■ RECORDS ■
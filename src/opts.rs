use std::path::PathBuf;

/// Default dataset sample rate (Hz), matching the Tacotron training layout the
/// output is prepared for.
pub const DEFAULT_SAMPLE_RATE: u32 = 22_050;

/// Options that control how a playlist is turned into a dataset.
///
/// This struct represents *library-level configuration*, not CLI flags directly.
/// The CLI is responsible for mapping user input into this type so that:
/// - the library remains reusable outside of a CLI context
/// - other frontends (tests, batch jobs) can construct options programmatically
#[derive(Debug, Clone)]
pub struct Opts {
    /// Directory that receives the per-utterance clips and `metadata.csv`.
    pub output_dir: PathBuf,

    /// Sample rate of the written clips (Hz).
    pub sample_rate: u32,

    /// Whether to truncate an existing `metadata.csv` instead of appending.
    pub overwrite_metadata: bool,

    /// Whether playlist listing should skip videos without caption tracks.
    ///
    /// Listing with this set is slower (it requires a full per-entry dump),
    /// but avoids per-video caption failures later.
    pub only_captions: bool,

    /// Whether to keep zero-length clips (utterances entirely past the end of
    /// the downloaded audio). The slicer always passes them through; by
    /// default the pipeline skips writing them.
    pub keep_empty_clips: bool,
}

impl Opts {
    pub fn new(output_dir: impl Into<PathBuf>) -> Self {
        Self {
            output_dir: output_dir.into(),
            sample_rate: DEFAULT_SAMPLE_RATE,
            overwrite_metadata: false,
            only_captions: false,
            keep_empty_clips: false,
        }
    }
}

■ WORK INSTRUCTION ■
Look above for the line containing "skips writing them.", then please write out that line and each one after it through the end, exactly, with nothing else.

■ ANSWER TO THE PROBLEM ■
    /// default the pipeline skips writing them.
    pub keep_empty_clips: bool,
}

impl Opts {
    pub fn new(output_dir: impl Into<PathBuf>) -> Self {
        Self {
            output_dir: output_dir.into(),
            sample_rate: DEFAULT_SAMPLE_RATE,
            overwrite_metadata: false,
            only_captions: false,
            keep_empty_clips: false,
        }
    }
}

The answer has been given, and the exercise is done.